Records excerpted from a collection
● ● ● ●
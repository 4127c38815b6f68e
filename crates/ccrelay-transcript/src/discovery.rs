//! Transcript store discovery.
//!
//! Maps a working directory to the session files each backend keeps for it:
//! - Claude: `projects/<encoded cwd>/` with `sessions-index.json` and bare
//!   `<session>.jsonl` files
//! - Codex: `sessions/YYYY/MM/DD/rollout-*.jsonl`, first line `session_meta`
//! - Gemini: `tmp/<sha256(cwd)>/chats/session-*.json`
//!
//! The store is read-only from here.

use std::collections::HashSet;
use std::fs;
use std::io::{BufRead, BufReader};
use std::path::{Path, PathBuf};

use ccrelay_core::AgentEvent;
use chrono::{DateTime, Utc};
use serde::Deserialize;
use serde_json::Value;
use sha2::{Digest, Sha256};
use tracing::{debug, warn};

use crate::provider::{ProviderAdapter, truncate_chars};

/// Lines read from the head of a JSONL file when looking for metadata.
const HEAD_LINES: usize = 20;
/// Codex nests files by date; stop walking below this depth.
const MAX_WALK_DEPTH: usize = 5;
const SUMMARY_MAX_CHARS: usize = 60;

#[derive(Debug, Clone, PartialEq, Eq)]
pub struct TranscriptRoots {
    pub claude_projects: PathBuf,
    pub codex_sessions: PathBuf,
    pub gemini_tmp: PathBuf,
}

impl TranscriptRoots {
    pub fn under_home(home: &Path) -> Self {
        Self {
            claude_projects: home.join(".claude").join("projects"),
            codex_sessions: home.join(".codex").join("sessions"),
            gemini_tmp: home.join(".gemini").join("tmp"),
        }
    }
}

/// A prior session offered for resume.
#[derive(Debug, Clone, PartialEq, Eq)]
pub struct ResumeCandidate {
    pub session_id: String,
    pub transcript_path: PathBuf,
    pub modified: DateTime<Utc>,
    /// First user message, truncated.
    pub summary: String,
}

/// A session file located for a working directory.
#[derive(Debug, Clone, PartialEq, Eq)]
pub(crate) struct SessionFile {
    pub session_id: String,
    pub path: PathBuf,
    pub modified: DateTime<Utc>,
}

/// Encode a path the way Claude Code names project directories.
/// Example: `/Users/vm/project` -> `-Users-vm-project`
pub fn encode_path(path: &str) -> String {
    path.replace('/', "-")
}

/// Resolve symlinks when the directory still exists.
pub fn canonical_dir(path: &Path) -> PathBuf {
    fs::canonicalize(path).unwrap_or_else(|_| path.to_path_buf())
}

fn same_dir(a: &Path, b: &Path) -> bool {
    a == b || canonical_dir(a) == canonical_dir(b)
}

pub(crate) fn file_modified(path: &Path) -> Option<DateTime<Utc>> {
    let modified = fs::metadata(path).and_then(|m| m.modified()).ok()?;
    Some(DateTime::<Utc>::from(modified))
}

/// Newest first, each with a one-line summary.
pub(crate) fn into_candidates(
    adapter: &dyn ProviderAdapter,
    mut files: Vec<SessionFile>,
) -> Vec<ResumeCandidate> {
    files.sort_by(|a, b| b.modified.cmp(&a.modified));
    files
        .into_iter()
        .map(|f| ResumeCandidate {
            summary: session_summary(adapter, &f.path),
            session_id: f.session_id,
            transcript_path: f.path,
            modified: f.modified,
        })
        .collect()
}

/// First user message of a transcript.
fn session_summary(adapter: &dyn ProviderAdapter, path: &Path) -> String {
    let events = if adapter.capabilities().supports_incremental_read {
        head_lines(path, HEAD_LINES * 5)
            .iter()
            .filter_map(|l| adapter.parse_line(l).ok())
            .flatten()
            .collect()
    } else {
        fs::read_to_string(path)
            .ok()
            .and_then(|content| adapter.parse_document(&content, 0).ok())
            .map(|doc| doc.events)
            .unwrap_or_default()
    };
    events
        .into_iter()
        .find_map(|e| match e {
            AgentEvent::UserMessage { text } => Some(text),
            _ => None,
        })
        .map(|text| {
            let first_line = text.lines().next().unwrap_or_default().trim().to_string();
            truncate_chars(&first_line, SUMMARY_MAX_CHARS)
        })
        .unwrap_or_default()
}

fn head_lines(path: &Path, limit: usize) -> Vec<String> {
    let Ok(file) = fs::File::open(path) else {
        return Vec::new();
    };
    BufReader::new(file)
        .lines()
        .take(limit)
        .map_while(Result::ok)
        .collect()
}

// ─── Claude ──────────────────────────────────────────────────────

/// Entry in the `sessions-index.json` file.
#[derive(Debug, Clone, Deserialize)]
#[serde(rename_all = "camelCase")]
pub struct SessionIndexEntry {
    pub session_id: String,
    pub full_path: String,
    #[serde(default)]
    pub project_path: String,
    pub modified: DateTime<Utc>,
    #[serde(default)]
    pub is_sidechain: bool,
}

/// The `sessions-index.json` file structure.
#[derive(Debug, Clone, Deserialize)]
#[serde(rename_all = "camelCase")]
pub struct SessionsIndex {
    #[serde(default)]
    pub original_path: String,
    #[serde(default)]
    pub entries: Vec<SessionIndexEntry>,
}

fn read_sessions_index(path: &Path) -> Result<SessionsIndex, String> {
    let content = fs::read_to_string(path).map_err(|e| format!("read error: {e}"))?;
    serde_json::from_str(&content).map_err(|e| format!("parse error: {e}"))
}

fn load_index(project_dir: &Path) -> Option<SessionsIndex> {
    let index_path = project_dir.join("sessions-index.json");
    if !index_path.exists() {
        return None;
    }
    match read_sessions_index(&index_path) {
        Ok(index) => Some(index),
        Err(e) => {
            warn!(
                path = %index_path.display(),
                error = %e,
                "failed to read sessions-index.json"
            );
            None
        }
    }
}

/// `cwd` recorded in the first lines of a Claude JSONL transcript.
pub fn read_cwd_from_jsonl(path: &Path) -> Option<PathBuf> {
    head_lines(path, HEAD_LINES).iter().find_map(|line| {
        serde_json::from_str::<Value>(line)
            .ok()?
            .get("cwd")?
            .as_str()
            .filter(|s| !s.is_empty())
            .map(PathBuf::from)
    })
}

pub(crate) fn claude_project_dir(root: &Path, cwd: &Path) -> PathBuf {
    root.join(encode_path(&canonical_dir(cwd).to_string_lossy()))
}

/// Sessions recorded for `cwd`: indexed entries plus un-indexed files.
pub(crate) fn claude_sessions(root: &Path, cwd: &Path) -> Vec<SessionFile> {
    let dir = claude_project_dir(root, cwd);
    let mut sessions = Vec::new();
    let mut indexed: HashSet<String> = HashSet::new();

    let index = load_index(&dir);
    let original_path = index
        .as_ref()
        .map(|i| i.original_path.clone())
        .filter(|p| !p.is_empty());

    if let Some(index) = &index {
        let original_matches = original_path
            .as_deref()
            .is_some_and(|p| same_dir(Path::new(p), cwd));
        for entry in &index.entries {
            indexed.insert(entry.session_id.clone());
            if entry.is_sidechain {
                continue;
            }
            let matches = original_matches
                || (!entry.project_path.is_empty()
                    && same_dir(Path::new(&entry.project_path), cwd));
            if !matches {
                continue;
            }
            let path = PathBuf::from(&entry.full_path);
            if path.exists() {
                sessions.push(SessionFile {
                    session_id: entry.session_id.clone(),
                    path,
                    modified: entry.modified,
                });
            }
        }
    }

    let Ok(entries) = fs::read_dir(&dir) else {
        return sessions;
    };
    for entry in entries.flatten() {
        let path = entry.path();
        if path.extension().and_then(|e| e.to_str()) != Some("jsonl") {
            continue;
        }
        let Some(session_id) = path.file_stem().and_then(|s| s.to_str()).map(str::to_string)
        else {
            continue;
        };
        if indexed.contains(&session_id) {
            continue;
        }
        // The encoding is lossy (`/a-b` and `/a/b` collide); confirm the cwd.
        let file_cwd = original_path
            .as_ref()
            .map(PathBuf::from)
            .or_else(|| read_cwd_from_jsonl(&path));
        if !file_cwd.is_some_and(|c| same_dir(&c, cwd)) {
            continue;
        }
        let Some(modified) = file_modified(&path) else {
            continue;
        };
        sessions.push(SessionFile {
            session_id,
            path,
            modified,
        });
    }
    sessions
}

/// Search every project directory for `session_id`.
pub(crate) fn claude_find_session(root: &Path, session_id: &str) -> Option<PathBuf> {
    let entries = match fs::read_dir(root) {
        Ok(entries) => entries,
        Err(e) => {
            debug!(root = %root.display(), error = %e, "claude projects root unreadable");
            return None;
        }
    };
    let file_name = format!("{session_id}.jsonl");
    for entry in entries.flatten() {
        let dir = entry.path();
        if !dir.is_dir() {
            continue;
        }
        let candidate = dir.join(&file_name);
        if candidate.exists() {
            return Some(candidate);
        }
        if let Some(index) = load_index(&dir) {
            let hit = index
                .entries
                .iter()
                .find(|e| e.session_id == session_id)
                .map(|e| PathBuf::from(&e.full_path))
                .filter(|p| p.exists());
            if hit.is_some() {
                return hit;
            }
        }
    }
    None
}

// ─── Codex ───────────────────────────────────────────────────────

#[derive(Debug, Clone, PartialEq, Eq)]
pub(crate) struct CodexMeta {
    pub session_id: String,
    pub cwd: PathBuf,
    pub started: Option<DateTime<Utc>>,
}

fn collect_files(dir: &Path, ext: &str, depth: usize, out: &mut Vec<PathBuf>) {
    if depth > MAX_WALK_DEPTH {
        return;
    }
    let Ok(entries) = fs::read_dir(dir) else {
        return;
    };
    for entry in entries.flatten() {
        let path = entry.path();
        if path.is_dir() {
            collect_files(&path, ext, depth + 1, out);
        } else if path.extension().and_then(|e| e.to_str()) == Some(ext) {
            out.push(path);
        }
    }
}

pub(crate) fn read_codex_meta(path: &Path) -> Option<CodexMeta> {
    head_lines(path, HEAD_LINES).iter().find_map(|line| {
        let value: Value = serde_json::from_str(line).ok()?;
        if value.get("type")?.as_str()? != "session_meta" {
            return None;
        }
        let payload = value.get("payload")?;
        Some(CodexMeta {
            session_id: payload.get("id")?.as_str()?.to_string(),
            cwd: PathBuf::from(payload.get("cwd")?.as_str()?),
            started: payload
                .get("timestamp")
                .and_then(Value::as_str)
                .and_then(|s| s.parse().ok()),
        })
    })
}

pub(crate) fn codex_sessions(root: &Path, cwd: &Path) -> Vec<SessionFile> {
    let mut files = Vec::new();
    collect_files(root, "jsonl", 0, &mut files);
    files
        .into_iter()
        .filter_map(|path| {
            let meta = read_codex_meta(&path)?;
            if !same_dir(&meta.cwd, cwd) {
                return None;
            }
            let modified = file_modified(&path).or(meta.started)?;
            Some(SessionFile {
                session_id: meta.session_id,
                path,
                modified,
            })
        })
        .collect()
}

pub(crate) fn codex_find_session(root: &Path, session_id: &str) -> Option<PathBuf> {
    let mut files = Vec::new();
    collect_files(root, "jsonl", 0, &mut files);
    // Rollout file names end in the session id; check those first.
    let (named, rest): (Vec<PathBuf>, Vec<PathBuf>) = files.into_iter().partition(|p| {
        p.file_name()
            .and_then(|n| n.to_str())
            .is_some_and(|n| n.contains(session_id))
    });
    named
        .into_iter()
        .chain(rest)
        .find(|p| read_codex_meta(p).is_some_and(|m| m.session_id == session_id))
}

// ─── Gemini ──────────────────────────────────────────────────────

#[derive(Debug, Clone, Deserialize)]
#[serde(rename_all = "camelCase")]
struct GeminiSessionHeader {
    session_id: String,
    #[serde(default)]
    last_updated: Option<DateTime<Utc>>,
}

/// Directory name Gemini CLI uses for a project: hex SHA-256 of the path.
pub fn gemini_project_hash(cwd: &Path) -> String {
    let digest = Sha256::digest(canonical_dir(cwd).to_string_lossy().as_bytes());
    format!("{digest:x}")
}

fn gemini_chat_files(chats_dir: &Path) -> Vec<PathBuf> {
    let Ok(entries) = fs::read_dir(chats_dir) else {
        return Vec::new();
    };
    entries
        .flatten()
        .map(|e| e.path())
        .filter(|p| {
            p.file_name()
                .and_then(|n| n.to_str())
                .is_some_and(|n| n.starts_with("session-") && n.ends_with(".json"))
        })
        .collect()
}

fn read_gemini_header(path: &Path) -> Option<GeminiSessionHeader> {
    let content = fs::read_to_string(path).ok()?;
    serde_json::from_str(&content).ok()
}

pub(crate) fn gemini_chats_dir(root: &Path, cwd: &Path) -> PathBuf {
    root.join(gemini_project_hash(cwd)).join("chats")
}

pub(crate) fn gemini_sessions(root: &Path, cwd: &Path) -> Vec<SessionFile> {
    gemini_chat_files(&gemini_chats_dir(root, cwd))
        .into_iter()
        .filter_map(|path| {
            let header = read_gemini_header(&path)?;
            let modified = header.last_updated.or_else(|| file_modified(&path))?;
            Some(SessionFile {
                session_id: header.session_id,
                path,
                modified,
            })
        })
        .collect()
}

/// File for `session_id` within one chats directory. File names carry the
/// first eight characters of the id, so those are parsed first.
pub(crate) fn gemini_session_in(chats_dir: &Path, session_id: &str) -> Option<PathBuf> {
    let short: String = session_id.chars().take(8).collect();
    let (named, rest): (Vec<PathBuf>, Vec<PathBuf>) = gemini_chat_files(chats_dir)
        .into_iter()
        .partition(|p| p.to_string_lossy().contains(&short));
    named
        .into_iter()
        .chain(rest)
        .find(|p| read_gemini_header(p).is_some_and(|h| h.session_id == session_id))
}

pub(crate) fn gemini_find_session(root: &Path, session_id: &str) -> Option<PathBuf> {
    let entries = fs::read_dir(root).ok()?;
    entries
        .flatten()
        .map(|e| e.path().join("chats"))
        .filter(|d| d.is_dir())
        .find_map(|d| gemini_session_in(&d, session_id))
}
● ● ● ●
TO DO
The answer should consist of the lines from the first line of the entries through the line with "user message, truncated.", copied exactly.

SOLUTION TO THIS PROBLEM
repository 4127c38815b6f68e
filename crates/ccrelay-transcript/src/discovery.rs
//! Transcript store discovery.
//!
//! Maps a working directory to the session files each backend keeps for it:
//! - Claude: `projects/<encoded cwd>/` with `sessions-index.json` and bare
//!   `<session>.jsonl` files
//! - Codex: `sessions/YYYY/MM/DD/rollout-*.jsonl`, first line `session_meta`
//! - Gemini: `tmp/<sha256(cwd)>/chats/session-*.json`
//!
//! The store is read-only from here.

use std::collections::HashSet;
use std::fs;
use std::io::{BufRead, BufReader};
use std::path::{Path, PathBuf};

use ccrelay_core::AgentEvent;
use chrono::{DateTime, Utc};
use serde::Deserialize;
use serde_json::Value;
use sha2::{Digest, Sha256};
use tracing::{debug, warn};

use crate::provider::{ProviderAdapter, truncate_chars};

/// Lines read from the head of a JSONL file when looking for metadata.
const HEAD_LINES: usize = 20;
/// Codex nests files by date; stop walking below this depth.
const MAX_WALK_DEPTH: usize = 5;
const SUMMARY_MAX_CHARS: usize = 60;

#[derive(Debug, Clone, PartialEq, Eq)]
pub struct TranscriptRoots {
    pub claude_projects: PathBuf,
    pub codex_sessions: PathBuf,
    pub gemini_tmp: PathBuf,
}

impl TranscriptRoots {
    pub fn under_home(home: &Path) -> Self {
        Self {
            claude_projects: home.join(".claude").join("projects"),
            codex_sessions: home.join(".codex").join("sessions"),
            gemini_tmp: home.join(".gemini").join("tmp"),
        }
    }
}

/// A prior session offered for resume.
#[derive(Debug, Clone, PartialEq, Eq)]
pub struct ResumeCandidate {
    pub session_id: String,
    pub transcript_path: PathBuf,
    pub modified: DateTime<Utc>,
    /// First user message, truncated.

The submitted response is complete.